Managing health is often a full-time job. Between tracking glucose levels, calculating macros, and managing a hectic work schedule, something usually falls through the cracks. But what if your calendar was "health-aware"? Imagine an AI agent that detects a blood sugar spike or crash and automatically reschedules your next meeting to give you time for a walk or a specific meal.

In this tutorial, we are building a Closed-Loop Health Intervention Agent.
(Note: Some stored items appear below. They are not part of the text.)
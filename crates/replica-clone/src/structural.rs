//! Structural clone engine
//!
//! Depth-first rebuild of a value graph. Each source node is allocated a
//! copy and recorded in the [`CycleGuard`] *before* its fields are visited,
//! so a reference back to a node still being copied resolves to that copy.
//! This single rule reproduces both cycles and shared references.

use crate::config::CloneConfig;
use crate::error::{CloneError, Resource};
use crate::guard::CycleGuard;
use crate::strategy::{CloneStrategy, Fidelity};
use replica_value::{Composite, Field, FieldPath, NodeRef, Value};

/// Node-by-node deep clone with cycle and sharing fidelity
#[derive(Debug, Clone, Default)]
pub struct StructuralCloner {
    config: CloneConfig,
}

impl StructuralCloner {
    /// Cloner with default limits
    #[inline]
    #[must_use]
    pub fn new() -> Self {
        Self::default()
    }

    /// Cloner with explicit limits
    #[inline]
    #[must_use]
    pub fn with_config(config: CloneConfig) -> Self {
        Self { config }
    }

    /// Active configuration
    #[inline]
    #[must_use]
    pub fn config(&self) -> &CloneConfig {
        &self.config
    }
}

impl CloneStrategy for StructuralCloner {
    fn clone_value(&self, root: &Value) -> Result<Value, CloneError> {
        let mut pass = Pass::new(&self.config);
        let result = pass.value(root, 0);
        pass.finish(result)
    }

    fn fidelity(&self) -> Fidelity {
        Fidelity::Graph
    }

    fn name(&self) -> &'static str {
        "structural"
    }
}

/// State of one clone call
struct Pass {
    guard: CycleGuard,
    max_depth: usize,
    path: Vec<String>,
}

impl Pass {
    fn new(config: &CloneConfig) -> Self {
        Self {
            guard: CycleGuard::new(config.max_nodes),
            max_depth: config.max_depth,
            path: Vec::new(),
        }
    }

    /// Close the pass; a failed pass tears down the clones it built
    fn finish(self, result: Result<Value, CloneError>) -> Result<Value, CloneError> {
        match result {
            Ok(copy) => {
                tracing::debug!(nodes = self.guard.len(), "structural clone complete");
                Ok(copy)
            }
            Err(err) => {
                self.guard.discard();
                Err(err)
            }
        }
    }

    fn value(&mut self, value: &Value, depth: usize) -> Result<Value, CloneError> {
        if depth > self.max_depth {
            return Err(CloneError::ResourceExhausted {
                resource: Resource::Depth,
                limit: self.max_depth,
            });
        }
        match value {
            Value::Primitive(p) => Ok(Value::Primitive(p.clone())),
            Value::Node(node) => self.node(node, depth).map(Value::Node),
            Value::List(items) => self.items(items, depth).map(Value::List),
            Value::Bag(items) => self.items(items, depth).map(Value::Bag),
            Value::Foreign(handle) => Err(CloneError::UnsupportedFieldType {
                path: FieldPath::new(self.path.clone()).to_string(),
                type_name: handle.type_name().to_string(),
            }),
        }
    }

    fn items(&mut self, items: &[Value], depth: usize) -> Result<Vec<Value>, CloneError> {
        let mut out = Vec::with_capacity(items.len());
        for (i, item) in items.iter().enumerate() {
            self.path.push(i.to_string());
            let copy = self.value(item, depth + 1);
            self.path.pop();
            out.push(copy?);
        }
        Ok(out)
    }

    fn node(&mut self, source: &NodeRef, depth: usize) -> Result<NodeRef, CloneError> {
        if let Some(existing) = self.guard.resolve(source) {
            return Ok(existing);
        }

        // Snapshot so no lock is held while descending.
        let body = source.snapshot();
        let copy = NodeRef::new(Composite::new(body.type_name()));
        self.guard.record(source, copy.clone())?;

        let mut rebuilt = Composite::with_capacity(body.type_name(), body.len());
        for (name, field) in body.fields() {
            self.path.push(name.clone());
            let value = self.value(&field.value, depth + 1);
            self.path.pop();
            rebuilt.insert_field(
                name.clone(),
                Field {
                    value: value?,
                    transient: field.transient,
                },
            );
        }
        *copy.write() = rebuilt;
        Ok(copy)
    }
}
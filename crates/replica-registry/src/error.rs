//! Registry and factory errors

use replica_clone::CloneError;
use replica_value::{FieldPath, PathError};

/// Registry operation failure
#[derive(Debug, Clone, PartialEq, Eq, thiserror::Error)]
pub enum RegistryError {
    /// No prototype registered under the name
    #[error("prototype not found: {0}")]
    PrototypeNotFound(String),

    /// Cloning the template failed; the registry is unchanged
    #[error("cloning prototype '{name}' failed: {source}")]
    Clone {
        /// Prototype being stamped
        name: String,

        /// Underlying clone failure
        #[source]
        source: CloneError,
    },
}

impl RegistryError {
    /// Check if the error is a registry miss
    #[inline]
    #[must_use]
    pub fn is_not_found(&self) -> bool {
        matches!(self, Self::PrototypeNotFound(_))
    }
}

/// Factory operation failure
#[derive(Debug, Clone, PartialEq, Eq, thiserror::Error)]
pub enum FactoryError {
    /// Stamping the prototype failed
    #[error(transparent)]
    Registry(#[from] RegistryError),

    /// An override targets a field the prototype's shape does not have
    #[error("invalid field path '{path}': {reason}")]
    InvalidFieldPath {
        /// Override path as given
        path: FieldPath,

        /// Why it did not resolve
        #[source]
        reason: PathError,
    },
}

impl FactoryError {
    /// Check if the error is a registry miss
    #[inline]
    #[must_use]
    pub fn is_not_found(&self) -> bool {
        matches!(self, Self::Registry(e) if e.is_not_found())
    }
}

#[cfg(test)]
mod tests {
    use super::*;

    #[test]
    fn not_found_propagates_through_factory() {
        let err: FactoryError = RegistryError::PrototypeNotFound("employee".into()).into();
        assert!(err.is_not_found());
        assert_eq!(err.to_string(), "prototype not found: employee");
    }

    #[test]
    fn invalid_path_display() {
        let err = FactoryError::InvalidFieldPath {
            path: "office.floor".parse().unwrap(),
            reason: PathError::EmptyPath,
        };
        assert!(!err.is_not_found());
        assert!(err.to_string().starts_with("invalid field path 'office.floor'"));
    }
}
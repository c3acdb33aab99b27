//! Structural vs serialization strategies.
//!
//! On acyclic graphs without transient fields both strategies must agree
//! field for field. They are allowed to differ, predictably, on sharing and
//! on cycles.

use pretty_assertions::assert_eq;
use proptest::prelude::*;
use replica_clone::{
    CloneConfig, CloneError, CloneStrategy, DroppedFieldPolicy, Fidelity, JsonCodec, Resource,
    SerializationCloner, StructuralCloner,
};
use replica_test_utils::{arb_acyclic_value, chain, diamond, employee_template, init_tracing, ring};
use replica_value::{deep_equal, same_topology, shares_nodes, Composite, NodeRef, Value};

fn structural() -> StructuralCloner {
    StructuralCloner::new()
}

fn serialization() -> SerializationCloner<JsonCodec> {
    SerializationCloner::new(JsonCodec::new())
}

proptest! {
    #[test]
    fn prop_structural_clone_is_deep_equal_and_detached(v in arb_acyclic_value()) {
        let copy = structural().clone_value(&v).unwrap();
        prop_assert!(deep_equal(&v, &copy));
        prop_assert!(same_topology(&v, &copy));
        prop_assert!(!shares_nodes(&v, &copy));
    }

    #[test]
    fn prop_strategies_agree_on_acyclic_graphs(v in arb_acyclic_value()) {
        let a = structural().clone_value(&v).unwrap();
        let b = serialization().clone_value(&v).unwrap();
        prop_assert!(deep_equal(&a, &b));
        prop_assert!(!shares_nodes(&a, &b));
    }

    #[test]
    fn prop_clones_are_deterministic(v in arb_acyclic_value()) {
        let first = structural().clone_value(&v).unwrap();
        let second = structural().clone_value(&v).unwrap();
        prop_assert!(deep_equal(&first, &second));
        prop_assert!(!shares_nodes(&first, &second));
    }
}

/// Tenet: mutating anything reachable from the clone never shows in the
/// source, and vice versa.
#[test]
fn mutation_does_not_cross_between_source_and_clone() {
    init_tracing();
    let source = employee_template();
    for strategy in [&structural() as &dyn CloneStrategy, &serialization()] {
        let copy = strategy.clone_value(&source).unwrap();

        let copy_office = copy.as_node().unwrap().get("office").unwrap();
        copy_office.as_node().unwrap().set("suite", 42);
        let source_office = source.as_node().unwrap().get("office").unwrap();
        assert_eq!(source_office.as_node().unwrap().get("suite").unwrap().as_int(), Some(0));

        source_office.as_node().unwrap().set("city", "Leeds");
        assert_eq!(
            copy_office.as_node().unwrap().get("city").unwrap().as_text(),
            Some("London")
        );
        source_office.as_node().unwrap().set("city", "London");
    }
}

/// Tenet: shared-reference fidelity is what separates the strategies on
/// acyclic graphs.
#[test]
fn sharing_kept_by_structural_duplicated_by_serialization() {
    let source = diamond();

    let graph = structural().clone_value(&source).unwrap();
    let g = graph.as_node().unwrap();
    let (left, right) = (g.get("left").unwrap(), g.get("right").unwrap());
    assert!(left.as_node().unwrap().ptr_eq(right.as_node().unwrap()));
    assert!(same_topology(&source, &graph));

    let tree = serialization().clone_value(&source).unwrap();
    let t = tree.as_node().unwrap();
    let (left, right) = (t.get("left").unwrap(), t.get("right").unwrap());
    assert!(!left.as_node().unwrap().ptr_eq(right.as_node().unwrap()));
    assert!(deep_equal(&source, &tree));
    assert!(!same_topology(&source, &tree));

    assert_eq!(structural().fidelity(), Fidelity::Graph);
    assert_eq!(serialization().fidelity(), Fidelity::Tree);
}

/// Tenet: on a cycle, serialization fails loudly while structural succeeds
/// and preserves the cycle.
#[test]
fn cycle_diverges_predictably() {
    let head = ring(3);
    let source = Value::Node(head.clone());

    let err = serialization().clone_value(&source).unwrap_err();
    assert!(matches!(err, CloneError::CyclicStructureUnsupported { codec: "json", .. }));

    let copy = structural().clone_value(&source).unwrap();
    assert!(same_topology(&source, &copy));

    head.detach();
    copy.as_node().unwrap().detach();
}

/// Tenet: transient fields are the documented loss of the serialization
/// strategy; the strict policy turns that loss into an error.
#[test]
fn transient_fields_dropped_or_rejected() {
    let source: Value = Composite::new("session")
        .with("user", "jane")
        .with_transient("socket", Value::foreign(String::from("fd:7")))
        .into();

    let lenient = serialization().clone_value(&source).unwrap();
    assert!(lenient.as_node().unwrap().get("socket").is_none());
    assert_eq!(lenient.as_node().unwrap().get("user").unwrap().as_text(), Some("jane"));

    let strict = SerializationCloner::new(JsonCodec::with_config(
        CloneConfig::default().with_dropped_fields(DroppedFieldPolicy::Fail),
    ));
    assert!(matches!(strict.clone_value(&source), Err(CloneError::EncodeError { .. })));

    // Structural sees every field and has no rule for the handle.
    assert!(matches!(
        structural().clone_value(&source),
        Err(CloneError::UnsupportedFieldType { ref path, .. }) if path == "socket"
    ));
}

/// Shared node, a two-node cycle, a host handle and nested lists.
fn fragile_graph(handle: &Value) -> Value {
    let shared = NodeRef::new(Composite::new("shared").with("n", 1));
    let a = NodeRef::new(Composite::new("ring").with("v", 0));
    let b = NodeRef::new(Composite::new("ring").with("v", 1).with("next", &a));
    a.set("next", &b);
    Composite::new("root")
        .with("left", &shared)
        .with("right", &shared)
        .with("ring", &a)
        .with("deep", Value::list([Value::list([Value::list([1])])]))
        .with("handle", handle.clone())
        .into()
}

fn release(graph: &Value) {
    let ring = graph.as_node().unwrap().get("ring").unwrap();
    ring.as_node().unwrap().detach();
}

/// Tenet: a failed clone leaves the source exactly as it was, values and
/// topology alike.
#[test]
fn failed_clones_leave_source_untouched() {
    let handle = Value::foreign(String::from("fd:3"));
    let source = fragile_graph(&handle);
    let reference = fragile_graph(&handle);

    let fail = |strategy: &dyn CloneStrategy| {
        let err = strategy.clone_value(&source).unwrap_err();
        assert!(deep_equal(&source, &reference), "{} altered the source", strategy.name());
        assert!(same_topology(&source, &reference));
        err
    };

    assert!(matches!(
        fail(&structural()),
        CloneError::UnsupportedFieldType { ref path, .. } if path == "handle"
    ));
    assert!(matches!(
        fail(&StructuralCloner::with_config(CloneConfig::default().with_max_depth(2))),
        CloneError::ResourceExhausted { resource: Resource::Depth, .. }
    ));
    assert!(matches!(
        fail(&StructuralCloner::with_config(CloneConfig::default().with_max_nodes(2))),
        CloneError::ResourceExhausted { resource: Resource::Nodes, .. }
    ));
    assert!(matches!(
        fail(&serialization()),
        CloneError::CyclicStructureUnsupported { .. }
    ));

    release(&source);
    release(&reference);
}

/// Tenet: a non-transient host handle is an encode error, not a silent drop.
#[test]
fn foreign_handle_is_encode_error() {
    let source: Value = Composite::new("h").with("file", Value::foreign(1_u32)).into();
    let err = serialization().clone_value(&source).unwrap_err();
    assert!(matches!(err, CloneError::EncodeError { ref message, .. } if message.contains("file")));
}

/// Tenet: both strategies honour the same ceilings.
#[test]
fn ceilings_apply_to_both_strategies() {
    let config = CloneConfig::default().with_max_depth(8);
    let long = chain(20);

    let s = StructuralCloner::with_config(config.clone());
    let j = SerializationCloner::new(JsonCodec::with_config(config));
    for strategy in [&s as &dyn CloneStrategy, &j] {
        assert_eq!(
            strategy.clone_value(&long).unwrap_err(),
            CloneError::ResourceExhausted {
                resource: Resource::Depth,
                limit: 8
            }
        );
    }

    let short = chain(3);
    assert!(deep_equal(&s.clone_value(&short).unwrap(), &j.clone_value(&short).unwrap()));
}

/// Tenet: the serialization node ceiling counts duplicated shared nodes, so
/// exponential fan-out through sharing is caught.
#[test]
fn shared_fan_out_hits_node_ceiling_in_serialization_only() {
    let mut level = NodeRef::new(Composite::new("leaf"));
    for _ in 0..12 {
        level = NodeRef::new(Composite::new("fan").with("a", &level).with("b", &level));
    }
    let source = Value::Node(level);
    let config = CloneConfig::default().with_max_nodes(1_000);

    let copy = StructuralCloner::with_config(config.clone())
        .clone_value(&source)
        .unwrap();
    assert!(same_topology(&source, &copy));

    let err = SerializationCloner::new(JsonCodec::with_config(config))
        .clone_value(&source)
        .unwrap_err();
    assert!(matches!(
        err,
        CloneError::ResourceExhausted {
            resource: Resource::Nodes,
            limit: 1_000
        }
    ));
}

/// Tenet: deep but legitimate graphs round-trip through the codec.
#[test]
fn deep_chain_round_trips() {
    let long = chain(300);
    let a = structural().clone_value(&long).unwrap();
    let b = serialization().clone_value(&long).unwrap();
    assert!(deep_equal(&a, &b));
}
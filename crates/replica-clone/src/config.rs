//! Clone configuration
//!
//! Loaded from TOML by the embedding application:
//!
//! ```toml
//! max_nodes = 100000
//! max_depth = 512
//! dropped_fields = "fail"
//! ```

use crate::error::ConfigError;
use serde::{Deserialize, Serialize};

/// Default ceiling on distinct nodes per clone call
pub const DEFAULT_MAX_NODES: usize = 1_000_000;

/// Default ceiling on traversal depth per clone call
pub const DEFAULT_MAX_DEPTH: usize = 1_024;

/// What the serialization strategy does with transient fields
#[derive(Debug, Clone, Copy, PartialEq, Eq, Default, Serialize, Deserialize)]
#[serde(rename_all = "snake_case")]
pub enum DroppedFieldPolicy {
    /// Leave them out of the clone (logged at warn level)
    #[default]
    Drop,

    /// Refuse to encode a value that has any
    Fail,
}

/// Limits and policies shared by both clone strategies
#[derive(Debug, Clone, PartialEq, Eq, Serialize, Deserialize)]
#[serde(default, deny_unknown_fields)]
pub struct CloneConfig {
    /// Maximum distinct nodes a single clone may visit
    pub max_nodes: usize,

    /// Maximum nesting depth a single clone may descend
    pub max_depth: usize,

    /// Handling of fields invisible to codecs
    pub dropped_fields: DroppedFieldPolicy,
}

impl Default for CloneConfig {
    fn default() -> Self {
        Self {
            max_nodes: DEFAULT_MAX_NODES,
            max_depth: DEFAULT_MAX_DEPTH,
            dropped_fields: DroppedFieldPolicy::Drop,
        }
    }
}

impl CloneConfig {
    /// Parse and validate a TOML document
    ///
    /// # Errors
    /// Returns error if the document is malformed or a limit is zero
    pub fn from_toml_str(s: &str) -> Result<Self, ConfigError> {
        let config: Self = toml::from_str(s)?;
        config.validate()?;
        Ok(config)
    }

    /// Check limits are usable
    ///
    /// # Errors
    /// Returns error if a limit is zero
    pub fn validate(&self) -> Result<(), ConfigError> {
        if self.max_nodes == 0 {
            return Err(ConfigError::Invalid {
                field: "max_nodes",
                reason: "must be at least 1".into(),
            });
        }
        if self.max_depth == 0 {
            return Err(ConfigError::Invalid {
                field: "max_depth",
                reason: "must be at least 1".into(),
            });
        }
        Ok(())
    }

    /// Builder: node ceiling
    #[inline]
    #[must_use]
    pub fn with_max_nodes(mut self, max_nodes: usize) -> Self {
        self.max_nodes = max_nodes;
        self
    }

    /// Builder: depth ceiling
    #[inline]
    #[must_use]
    pub fn with_max_depth(mut self, max_depth: usize) -> Self {
        self.max_depth = max_depth;
        self
    }

    /// Builder: dropped-field policy
    #[inline]
    #[must_use]
    pub fn with_dropped_fields(mut self, policy: DroppedFieldPolicy) -> Self {
        self.dropped_fields = policy;
        self
    }
}
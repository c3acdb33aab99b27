//! The closed value variant every clone engine dispatches on
//!
//! Provides [`Value`], [`Primitive`] and [`ForeignHandle`].

use crate::node::{Composite, NodeRef};
use std::any::Any;
use std::fmt::{self, Debug, Formatter};
use std::sync::Arc;

/// Identity-free leaf data, copied by value
#[derive(Debug, Clone, PartialEq)]
pub enum Primitive {
    /// Absent value / null reference
    Null,

    /// Boolean
    Bool(bool),

    /// Signed integer
    Int(i64),

    /// Floating point
    Float(f64),

    /// UTF-8 text
    Text(String),

    /// Raw bytes
    Bytes(Vec<u8>),
}

/// Opaque host resource (file, socket, compiled script...)
///
/// Foreign handles have no cloning rule: the structural engine rejects them
/// and codecs have no serialized form for them.
#[derive(Clone)]
pub struct ForeignHandle {
    type_name: &'static str,
    inner: Arc<dyn Any + Send + Sync>,
}

impl ForeignHandle {
    /// Wrap a host resource
    #[must_use]
    pub fn new<T: Any + Send + Sync>(resource: T) -> Self {
        Self {
            type_name: std::any::type_name::<T>(),
            inner: Arc::new(resource),
        }
    }

    /// Rust type name of the wrapped resource
    #[inline]
    #[must_use]
    pub fn type_name(&self) -> &'static str {
        self.type_name
    }

    /// Borrow the resource as `T`
    #[inline]
    #[must_use]
    pub fn downcast_ref<T: Any>(&self) -> Option<&T> {
        self.inner.downcast_ref::<T>()
    }

    /// Whether both handles wrap the same resource
    #[inline]
    #[must_use]
    pub fn ptr_eq(&self, other: &Self) -> bool {
        Arc::ptr_eq(&self.inner, &other.inner)
    }
}

impl Debug for ForeignHandle {
    fn fmt(&self, f: &mut Formatter<'_>) -> fmt::Result {
        write!(f, "ForeignHandle({})", self.type_name)
    }
}

/// Any datum a clone engine can be asked to copy
///
/// The variant set is closed so that every engine handles all shapes
/// exhaustively. `Clone` on a `Value` is a handle copy: nodes reached through
/// it are shared, not duplicated. Use a clone strategy for deep copies.
#[derive(Debug, Clone)]
pub enum Value {
    /// Leaf data without identity
    Primitive(Primitive),

    /// Reference to a composite node with identity
    Node(NodeRef),

    /// Ordered collection
    List(Vec<Value>),

    /// Unordered collection; compared as a multiset
    Bag(Vec<Value>),

    /// Host resource with no cloning rule
    Foreign(ForeignHandle),
}

/// Coarse shape of a [`Value`], used in diagnostics
#[derive(Debug, Clone, Copy, PartialEq, Eq, Hash)]
pub enum ValueKind {
    /// [`Value::Primitive`]
    Primitive,
    /// [`Value::Node`]
    Node,
    /// [`Value::List`]
    List,
    /// [`Value::Bag`]
    Bag,
    /// [`Value::Foreign`]
    Foreign,
}

impl ValueKind {
    /// Lowercase name
    #[must_use]
    pub fn as_str(self) -> &'static str {
        match self {
            Self::Primitive => "primitive",
            Self::Node => "node",
            Self::List => "list",
            Self::Bag => "bag",
            Self::Foreign => "foreign handle",
        }
    }
}

impl fmt::Display for ValueKind {
    fn fmt(&self, f: &mut Formatter<'_>) -> fmt::Result {
        f.write_str(self.as_str())
    }
}

impl Value {
    /// The null value
    #[inline]
    #[must_use]
    pub fn null() -> Self {
        Self::Primitive(Primitive::Null)
    }

    /// Ordered collection from values
    #[must_use]
    pub fn list<I, V>(items: I) -> Self
    where
        I: IntoIterator<Item = V>,
        V: Into<Value>,
    {
        Self::List(items.into_iter().map(Into::into).collect())
    }

    /// Unordered collection from values
    #[must_use]
    pub fn bag<I, V>(items: I) -> Self
    where
        I: IntoIterator<Item = V>,
        V: Into<Value>,
    {
        Self::Bag(items.into_iter().map(Into::into).collect())
    }

    /// Wrap a host resource
    #[must_use]
    pub fn foreign<T: std::any::Any + Send + Sync>(resource: T) -> Self {
        Self::Foreign(ForeignHandle::new(resource))
    }

    /// Shape of this value
    #[must_use]
    pub fn kind(&self) -> ValueKind {
        match self {
            Self::Primitive(_) => ValueKind::Primitive,
            Self::Node(_) => ValueKind::Node,
            Self::List(_) => ValueKind::List,
            Self::Bag(_) => ValueKind::Bag,
            Self::Foreign(_) => ValueKind::Foreign,
        }
    }

    /// Check for null
    #[inline]
    #[must_use]
    pub fn is_null(&self) -> bool {
        matches!(self, Self::Primitive(Primitive::Null))
    }

    /// Node handle, if this is a node
    #[inline]
    #[must_use]
    pub fn as_node(&self) -> Option<&NodeRef> {
        match self {
            Self::Node(node) => Some(node),
            _ => None,
        }
    }

    /// Integer payload
    #[inline]
    #[must_use]
    pub fn as_int(&self) -> Option<i64> {
        match self {
            Self::Primitive(Primitive::Int(i)) => Some(*i),
            _ => None,
        }
    }

    /// Float payload
    #[inline]
    #[must_use]
    pub fn as_float(&self) -> Option<f64> {
        match self {
            Self::Primitive(Primitive::Float(x)) => Some(*x),
            _ => None,
        }
    }

    /// Boolean payload
    #[inline]
    #[must_use]
    pub fn as_bool(&self) -> Option<bool> {
        match self {
            Self::Primitive(Primitive::Bool(b)) => Some(*b),
            _ => None,
        }
    }

    /// Text payload
    #[inline]
    #[must_use]
    pub fn as_text(&self) -> Option<&str> {
        match self {
            Self::Primitive(Primitive::Text(s)) => Some(s),
            _ => None,
        }
    }

    /// Elements of a list or bag
    #[inline]
    #[must_use]
    pub fn as_items(&self) -> Option<&[Value]> {
        match self {
            Self::List(items) | Self::Bag(items) => Some(items),
            _ => None,
        }
    }
}

impl Default for Value {
    fn default() -> Self {
        Self::null()
    }
}

impl From<Primitive> for Value {
    fn from(p: Primitive) -> Self {
        Self::Primitive(p)
    }
}

impl From<bool> for Value {
    fn from(b: bool) -> Self {
        Self::Primitive(Primitive::Bool(b))
    }
}

impl From<i64> for Value {
    fn from(i: i64) -> Self {
        Self::Primitive(Primitive::Int(i))
    }
}

impl From<i32> for Value {
    fn from(i: i32) -> Self {
        Self::Primitive(Primitive::Int(i64::from(i)))
    }
}

impl From<f64> for Value {
    fn from(x: f64) -> Self {
        Self::Primitive(Primitive::Float(x))
    }
}

impl From<&str> for Value {
    fn from(s: &str) -> Self {
        Self::Primitive(Primitive::Text(s.to_string()))
    }
}

impl From<String> for Value {
    fn from(s: String) -> Self {
        Self::Primitive(Primitive::Text(s))
    }
}

impl From<Vec<u8>> for Value {
    fn from(bytes: Vec<u8>) -> Self {
        Self::Primitive(Primitive::Bytes(bytes))
    }
}

impl From<NodeRef> for Value {
    fn from(node: NodeRef) -> Self {
        Self::Node(node)
    }
}

impl From<&NodeRef> for Value {
    fn from(node: &NodeRef) -> Self {
        Self::Node(node.clone())
    }
}

impl From<Composite> for Value {
    fn from(composite: Composite) -> Self {
        Self::Node(NodeRef::new(composite))
    }
}

impl<T: Into<Value>> From<Option<T>> for Value {
    fn from(opt: Option<T>) -> Self {
        opt.map_or_else(Self::null, Into::into)
    }
}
Using LangGraph for state management, we'll create a system that monitors Continuous Glucose Monitor (CGM) data, interacts with the Google Calendar API to adjust your life in real-time, and queries the FatSecret API to provide instant nutritional interventions.

By the end of this post, you'll master how to build sophisticated AI Health Agents and implement LLM-driven automation that goes beyond simple chatbots.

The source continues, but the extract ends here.